**TASK INSTRUCTIONS:** Lines with the word "others" are the ones wanted. Copy each of them from the entries below.

**RECORDS:**
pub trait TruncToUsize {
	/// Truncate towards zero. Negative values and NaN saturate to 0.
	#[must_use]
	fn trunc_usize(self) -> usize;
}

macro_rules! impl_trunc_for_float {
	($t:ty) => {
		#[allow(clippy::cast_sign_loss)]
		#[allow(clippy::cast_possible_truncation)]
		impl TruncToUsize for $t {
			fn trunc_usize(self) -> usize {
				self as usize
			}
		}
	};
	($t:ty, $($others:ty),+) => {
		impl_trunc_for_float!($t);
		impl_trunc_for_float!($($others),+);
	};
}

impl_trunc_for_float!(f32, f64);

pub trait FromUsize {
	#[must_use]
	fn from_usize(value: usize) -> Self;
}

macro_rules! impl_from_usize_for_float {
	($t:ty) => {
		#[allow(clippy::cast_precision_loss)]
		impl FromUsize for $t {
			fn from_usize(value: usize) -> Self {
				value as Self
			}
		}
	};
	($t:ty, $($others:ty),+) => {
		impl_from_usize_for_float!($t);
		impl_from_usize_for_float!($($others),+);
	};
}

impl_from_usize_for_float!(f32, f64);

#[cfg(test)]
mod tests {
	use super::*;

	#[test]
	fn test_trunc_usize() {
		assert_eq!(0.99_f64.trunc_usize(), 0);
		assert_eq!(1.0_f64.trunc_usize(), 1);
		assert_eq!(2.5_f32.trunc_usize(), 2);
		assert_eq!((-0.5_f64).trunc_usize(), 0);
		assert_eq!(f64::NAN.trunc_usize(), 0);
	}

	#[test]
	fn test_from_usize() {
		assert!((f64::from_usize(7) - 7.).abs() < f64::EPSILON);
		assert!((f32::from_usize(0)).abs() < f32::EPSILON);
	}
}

**TASK SOLUTION:**
	($t:ty, $($others:ty),+) => {
		impl_trunc_for_float!($($others),+);
	($t:ty, $($others:ty),+) => {
		impl_from_usize_for_float!($($others),+);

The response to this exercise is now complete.